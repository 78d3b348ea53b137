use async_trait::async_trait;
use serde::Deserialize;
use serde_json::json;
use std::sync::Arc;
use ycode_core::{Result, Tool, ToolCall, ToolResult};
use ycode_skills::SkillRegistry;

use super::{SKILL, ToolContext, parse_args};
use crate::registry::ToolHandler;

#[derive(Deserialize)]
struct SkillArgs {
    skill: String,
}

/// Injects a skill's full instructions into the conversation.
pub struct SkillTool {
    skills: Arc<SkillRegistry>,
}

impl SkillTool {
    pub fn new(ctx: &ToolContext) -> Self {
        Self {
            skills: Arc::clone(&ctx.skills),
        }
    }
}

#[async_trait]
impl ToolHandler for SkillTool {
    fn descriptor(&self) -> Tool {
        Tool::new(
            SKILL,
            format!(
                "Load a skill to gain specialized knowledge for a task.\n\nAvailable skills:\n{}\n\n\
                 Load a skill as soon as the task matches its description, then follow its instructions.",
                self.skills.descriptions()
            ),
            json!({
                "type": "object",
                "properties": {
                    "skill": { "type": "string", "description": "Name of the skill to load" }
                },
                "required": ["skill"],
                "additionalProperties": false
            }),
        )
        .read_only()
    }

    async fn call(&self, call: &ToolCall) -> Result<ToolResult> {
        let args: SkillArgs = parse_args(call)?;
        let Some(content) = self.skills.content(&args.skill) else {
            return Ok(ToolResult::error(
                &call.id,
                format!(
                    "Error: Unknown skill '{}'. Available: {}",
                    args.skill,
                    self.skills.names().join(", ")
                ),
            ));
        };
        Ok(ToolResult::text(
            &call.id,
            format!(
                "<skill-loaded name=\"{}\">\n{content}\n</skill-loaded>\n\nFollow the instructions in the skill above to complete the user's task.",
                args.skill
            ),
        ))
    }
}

· · ·

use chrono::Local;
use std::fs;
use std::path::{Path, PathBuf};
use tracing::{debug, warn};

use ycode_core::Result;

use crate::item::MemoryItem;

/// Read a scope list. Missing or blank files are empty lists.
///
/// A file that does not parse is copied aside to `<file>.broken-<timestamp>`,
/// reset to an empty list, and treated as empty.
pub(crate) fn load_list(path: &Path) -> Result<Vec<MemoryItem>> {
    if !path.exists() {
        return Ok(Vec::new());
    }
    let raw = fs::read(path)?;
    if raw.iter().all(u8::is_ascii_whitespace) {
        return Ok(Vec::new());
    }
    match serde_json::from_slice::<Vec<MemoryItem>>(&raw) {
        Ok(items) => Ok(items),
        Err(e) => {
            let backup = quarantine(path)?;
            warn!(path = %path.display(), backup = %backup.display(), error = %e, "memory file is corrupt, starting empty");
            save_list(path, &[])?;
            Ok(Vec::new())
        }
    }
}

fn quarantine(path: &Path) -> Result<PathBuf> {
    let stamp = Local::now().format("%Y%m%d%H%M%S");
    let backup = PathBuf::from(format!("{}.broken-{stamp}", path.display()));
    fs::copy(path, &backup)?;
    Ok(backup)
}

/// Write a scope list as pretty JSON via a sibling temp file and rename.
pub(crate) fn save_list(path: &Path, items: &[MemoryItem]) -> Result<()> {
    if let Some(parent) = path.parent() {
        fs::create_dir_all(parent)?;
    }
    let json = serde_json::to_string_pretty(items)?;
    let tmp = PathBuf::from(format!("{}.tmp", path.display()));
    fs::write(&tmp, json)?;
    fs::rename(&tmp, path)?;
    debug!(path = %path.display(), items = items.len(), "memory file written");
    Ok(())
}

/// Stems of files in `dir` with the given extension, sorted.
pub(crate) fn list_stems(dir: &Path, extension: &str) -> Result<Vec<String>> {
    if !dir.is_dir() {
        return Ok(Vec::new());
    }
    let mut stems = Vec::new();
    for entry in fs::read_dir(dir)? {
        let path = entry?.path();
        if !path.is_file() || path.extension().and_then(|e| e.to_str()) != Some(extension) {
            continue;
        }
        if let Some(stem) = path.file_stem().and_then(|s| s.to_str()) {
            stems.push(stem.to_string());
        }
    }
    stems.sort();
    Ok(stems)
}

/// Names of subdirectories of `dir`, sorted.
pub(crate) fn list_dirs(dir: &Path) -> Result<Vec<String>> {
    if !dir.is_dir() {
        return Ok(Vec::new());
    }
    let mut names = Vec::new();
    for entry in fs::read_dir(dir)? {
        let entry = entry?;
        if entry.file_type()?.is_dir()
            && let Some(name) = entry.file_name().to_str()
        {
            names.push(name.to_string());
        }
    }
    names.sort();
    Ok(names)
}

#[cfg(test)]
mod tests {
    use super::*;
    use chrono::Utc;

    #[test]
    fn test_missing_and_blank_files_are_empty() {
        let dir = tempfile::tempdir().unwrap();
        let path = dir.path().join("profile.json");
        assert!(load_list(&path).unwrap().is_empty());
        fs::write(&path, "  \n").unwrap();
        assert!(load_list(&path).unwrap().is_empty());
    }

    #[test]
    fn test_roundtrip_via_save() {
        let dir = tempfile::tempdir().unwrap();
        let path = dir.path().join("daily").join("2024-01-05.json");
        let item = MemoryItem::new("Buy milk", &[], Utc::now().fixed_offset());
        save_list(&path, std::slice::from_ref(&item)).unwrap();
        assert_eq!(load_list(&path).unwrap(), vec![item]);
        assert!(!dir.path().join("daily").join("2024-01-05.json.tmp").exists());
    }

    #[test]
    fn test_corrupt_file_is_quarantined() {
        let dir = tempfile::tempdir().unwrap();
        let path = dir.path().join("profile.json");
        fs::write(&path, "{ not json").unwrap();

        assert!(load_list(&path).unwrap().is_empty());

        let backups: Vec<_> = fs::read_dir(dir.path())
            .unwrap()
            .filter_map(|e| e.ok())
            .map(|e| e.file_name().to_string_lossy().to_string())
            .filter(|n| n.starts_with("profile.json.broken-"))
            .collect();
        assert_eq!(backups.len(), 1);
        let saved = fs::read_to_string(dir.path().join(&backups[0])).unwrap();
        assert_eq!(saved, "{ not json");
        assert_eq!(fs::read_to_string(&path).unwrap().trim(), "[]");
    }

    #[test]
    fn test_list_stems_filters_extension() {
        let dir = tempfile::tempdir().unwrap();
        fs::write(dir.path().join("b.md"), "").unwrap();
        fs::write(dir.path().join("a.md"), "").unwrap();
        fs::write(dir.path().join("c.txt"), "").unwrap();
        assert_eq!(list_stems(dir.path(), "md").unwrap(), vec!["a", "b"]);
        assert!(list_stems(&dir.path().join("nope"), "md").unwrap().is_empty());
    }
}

· · ·

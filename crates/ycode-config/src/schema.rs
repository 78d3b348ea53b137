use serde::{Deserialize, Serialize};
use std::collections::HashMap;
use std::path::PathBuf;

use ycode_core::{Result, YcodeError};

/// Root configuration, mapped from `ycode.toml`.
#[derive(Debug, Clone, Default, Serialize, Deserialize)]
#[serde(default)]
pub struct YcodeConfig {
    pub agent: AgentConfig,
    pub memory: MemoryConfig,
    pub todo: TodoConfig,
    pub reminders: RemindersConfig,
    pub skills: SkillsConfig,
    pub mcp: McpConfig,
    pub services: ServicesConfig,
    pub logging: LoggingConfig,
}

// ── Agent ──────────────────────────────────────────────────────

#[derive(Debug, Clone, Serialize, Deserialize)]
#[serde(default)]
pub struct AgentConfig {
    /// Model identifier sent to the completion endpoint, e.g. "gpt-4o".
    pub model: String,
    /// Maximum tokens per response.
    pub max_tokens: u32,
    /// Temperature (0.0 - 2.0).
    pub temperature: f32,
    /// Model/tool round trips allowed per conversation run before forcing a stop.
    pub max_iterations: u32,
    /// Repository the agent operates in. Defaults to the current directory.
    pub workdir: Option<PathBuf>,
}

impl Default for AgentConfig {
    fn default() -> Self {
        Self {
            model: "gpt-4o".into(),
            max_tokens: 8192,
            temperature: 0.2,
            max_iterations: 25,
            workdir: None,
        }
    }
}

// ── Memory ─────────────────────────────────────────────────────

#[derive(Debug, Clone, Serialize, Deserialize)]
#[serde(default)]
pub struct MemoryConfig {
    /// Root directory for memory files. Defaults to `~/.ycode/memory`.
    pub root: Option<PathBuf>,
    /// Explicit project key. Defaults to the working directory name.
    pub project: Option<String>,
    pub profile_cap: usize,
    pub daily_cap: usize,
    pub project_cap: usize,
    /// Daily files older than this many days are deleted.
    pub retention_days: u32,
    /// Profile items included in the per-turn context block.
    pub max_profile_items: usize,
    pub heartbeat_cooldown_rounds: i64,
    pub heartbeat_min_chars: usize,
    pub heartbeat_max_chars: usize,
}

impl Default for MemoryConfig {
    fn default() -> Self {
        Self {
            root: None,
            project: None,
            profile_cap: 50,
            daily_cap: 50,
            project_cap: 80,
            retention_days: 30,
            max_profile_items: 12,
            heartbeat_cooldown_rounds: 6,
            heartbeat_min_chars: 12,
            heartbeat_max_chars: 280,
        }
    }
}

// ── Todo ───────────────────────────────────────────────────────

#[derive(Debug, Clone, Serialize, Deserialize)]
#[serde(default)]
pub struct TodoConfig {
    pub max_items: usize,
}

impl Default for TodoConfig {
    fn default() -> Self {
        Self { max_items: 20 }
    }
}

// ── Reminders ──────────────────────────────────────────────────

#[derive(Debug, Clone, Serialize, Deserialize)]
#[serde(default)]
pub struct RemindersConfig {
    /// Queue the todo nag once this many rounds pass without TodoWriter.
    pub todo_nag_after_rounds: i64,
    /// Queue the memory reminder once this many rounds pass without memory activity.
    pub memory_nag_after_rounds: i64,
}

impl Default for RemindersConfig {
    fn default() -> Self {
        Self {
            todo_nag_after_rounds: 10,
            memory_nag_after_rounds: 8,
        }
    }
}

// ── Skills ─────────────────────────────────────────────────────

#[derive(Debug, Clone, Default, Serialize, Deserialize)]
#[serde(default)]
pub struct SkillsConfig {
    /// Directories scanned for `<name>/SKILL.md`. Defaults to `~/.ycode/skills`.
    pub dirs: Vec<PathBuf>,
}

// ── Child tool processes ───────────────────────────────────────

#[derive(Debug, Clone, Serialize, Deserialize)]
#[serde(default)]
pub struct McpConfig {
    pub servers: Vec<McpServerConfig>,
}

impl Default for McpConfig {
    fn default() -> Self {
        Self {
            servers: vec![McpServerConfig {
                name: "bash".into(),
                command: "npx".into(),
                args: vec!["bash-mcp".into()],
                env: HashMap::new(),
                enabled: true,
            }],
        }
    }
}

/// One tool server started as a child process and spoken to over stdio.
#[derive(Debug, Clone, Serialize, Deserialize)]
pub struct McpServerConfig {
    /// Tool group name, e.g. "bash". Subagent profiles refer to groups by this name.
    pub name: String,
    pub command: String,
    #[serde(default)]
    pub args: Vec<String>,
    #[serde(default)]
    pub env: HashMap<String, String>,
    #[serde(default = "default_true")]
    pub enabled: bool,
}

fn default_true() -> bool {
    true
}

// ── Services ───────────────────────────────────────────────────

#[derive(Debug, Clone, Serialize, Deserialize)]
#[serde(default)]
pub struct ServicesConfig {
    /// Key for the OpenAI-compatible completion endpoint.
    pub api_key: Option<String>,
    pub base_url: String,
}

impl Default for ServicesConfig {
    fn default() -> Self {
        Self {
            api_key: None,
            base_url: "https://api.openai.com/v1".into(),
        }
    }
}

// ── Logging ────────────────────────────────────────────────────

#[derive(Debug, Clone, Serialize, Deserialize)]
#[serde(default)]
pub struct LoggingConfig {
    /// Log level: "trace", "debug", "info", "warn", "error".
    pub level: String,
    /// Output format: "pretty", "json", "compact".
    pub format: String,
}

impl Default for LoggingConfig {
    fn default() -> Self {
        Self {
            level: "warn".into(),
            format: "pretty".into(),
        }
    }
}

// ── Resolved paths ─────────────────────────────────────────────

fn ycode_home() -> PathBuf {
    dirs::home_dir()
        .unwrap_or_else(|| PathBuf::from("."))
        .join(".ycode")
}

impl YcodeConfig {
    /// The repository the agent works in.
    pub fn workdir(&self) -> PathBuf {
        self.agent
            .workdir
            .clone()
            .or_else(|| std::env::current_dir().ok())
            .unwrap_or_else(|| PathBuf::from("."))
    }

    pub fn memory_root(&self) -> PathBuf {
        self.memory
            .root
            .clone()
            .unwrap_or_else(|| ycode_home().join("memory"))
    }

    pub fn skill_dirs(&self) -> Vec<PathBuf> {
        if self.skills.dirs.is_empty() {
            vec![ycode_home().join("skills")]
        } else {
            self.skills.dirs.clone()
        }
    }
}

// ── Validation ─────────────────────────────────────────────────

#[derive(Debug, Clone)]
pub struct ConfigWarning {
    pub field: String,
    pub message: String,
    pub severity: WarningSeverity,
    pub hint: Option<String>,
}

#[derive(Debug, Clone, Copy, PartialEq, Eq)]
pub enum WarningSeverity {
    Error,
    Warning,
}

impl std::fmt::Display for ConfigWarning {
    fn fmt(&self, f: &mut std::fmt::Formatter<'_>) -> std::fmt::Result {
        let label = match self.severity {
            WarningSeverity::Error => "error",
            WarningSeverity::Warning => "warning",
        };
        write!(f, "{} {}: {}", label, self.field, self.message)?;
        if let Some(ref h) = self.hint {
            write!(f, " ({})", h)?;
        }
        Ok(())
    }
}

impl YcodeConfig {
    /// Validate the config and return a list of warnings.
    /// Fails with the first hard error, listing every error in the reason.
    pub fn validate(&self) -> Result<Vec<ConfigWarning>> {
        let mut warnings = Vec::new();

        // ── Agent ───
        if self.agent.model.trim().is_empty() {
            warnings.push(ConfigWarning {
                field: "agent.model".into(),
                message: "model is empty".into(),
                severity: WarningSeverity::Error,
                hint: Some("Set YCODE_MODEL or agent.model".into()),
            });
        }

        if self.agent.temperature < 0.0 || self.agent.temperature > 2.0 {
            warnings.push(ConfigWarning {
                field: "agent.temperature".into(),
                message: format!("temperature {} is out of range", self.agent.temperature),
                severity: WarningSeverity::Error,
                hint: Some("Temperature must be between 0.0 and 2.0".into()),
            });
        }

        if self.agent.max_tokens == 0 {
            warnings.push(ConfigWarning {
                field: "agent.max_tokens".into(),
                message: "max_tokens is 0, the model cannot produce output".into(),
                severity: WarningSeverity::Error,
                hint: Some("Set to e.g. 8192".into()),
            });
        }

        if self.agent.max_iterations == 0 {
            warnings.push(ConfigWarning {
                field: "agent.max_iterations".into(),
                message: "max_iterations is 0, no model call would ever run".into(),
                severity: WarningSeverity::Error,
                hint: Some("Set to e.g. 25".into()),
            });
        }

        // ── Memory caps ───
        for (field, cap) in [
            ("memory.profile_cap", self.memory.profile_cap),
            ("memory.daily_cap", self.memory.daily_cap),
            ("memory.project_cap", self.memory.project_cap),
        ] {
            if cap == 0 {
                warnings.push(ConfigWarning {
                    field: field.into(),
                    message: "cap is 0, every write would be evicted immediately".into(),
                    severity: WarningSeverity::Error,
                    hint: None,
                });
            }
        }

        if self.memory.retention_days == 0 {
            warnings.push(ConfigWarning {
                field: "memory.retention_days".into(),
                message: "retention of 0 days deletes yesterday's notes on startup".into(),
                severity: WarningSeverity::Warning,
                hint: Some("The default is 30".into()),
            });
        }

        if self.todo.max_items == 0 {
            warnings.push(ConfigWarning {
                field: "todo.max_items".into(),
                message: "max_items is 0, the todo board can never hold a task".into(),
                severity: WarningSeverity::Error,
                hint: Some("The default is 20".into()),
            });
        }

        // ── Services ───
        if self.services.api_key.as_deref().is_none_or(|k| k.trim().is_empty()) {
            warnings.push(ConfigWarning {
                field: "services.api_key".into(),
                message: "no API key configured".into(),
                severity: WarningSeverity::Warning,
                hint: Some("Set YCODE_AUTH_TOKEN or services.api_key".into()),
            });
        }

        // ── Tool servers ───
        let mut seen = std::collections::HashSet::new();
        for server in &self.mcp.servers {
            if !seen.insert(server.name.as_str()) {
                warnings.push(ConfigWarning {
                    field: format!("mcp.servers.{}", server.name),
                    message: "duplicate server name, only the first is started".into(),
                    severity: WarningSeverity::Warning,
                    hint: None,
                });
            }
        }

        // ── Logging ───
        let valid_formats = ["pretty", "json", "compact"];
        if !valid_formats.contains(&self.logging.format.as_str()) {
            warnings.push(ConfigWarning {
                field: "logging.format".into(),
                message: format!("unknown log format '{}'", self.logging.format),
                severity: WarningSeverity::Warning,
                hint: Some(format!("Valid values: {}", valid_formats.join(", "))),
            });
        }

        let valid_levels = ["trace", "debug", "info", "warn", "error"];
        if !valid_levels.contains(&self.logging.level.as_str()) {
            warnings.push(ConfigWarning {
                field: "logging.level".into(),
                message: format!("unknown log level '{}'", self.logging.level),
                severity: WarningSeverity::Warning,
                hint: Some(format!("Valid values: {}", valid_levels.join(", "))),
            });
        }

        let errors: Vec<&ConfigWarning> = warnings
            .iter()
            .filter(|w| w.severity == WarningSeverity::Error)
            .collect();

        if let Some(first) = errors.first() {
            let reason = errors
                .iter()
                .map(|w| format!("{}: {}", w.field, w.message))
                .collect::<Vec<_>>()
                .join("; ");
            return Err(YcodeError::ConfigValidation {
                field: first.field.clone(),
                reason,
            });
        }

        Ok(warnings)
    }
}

· · ·

- Aim of the exercise -
Report how many lines of the records above contain the word "SkillRegistry", giving only the number.

- Reply -
2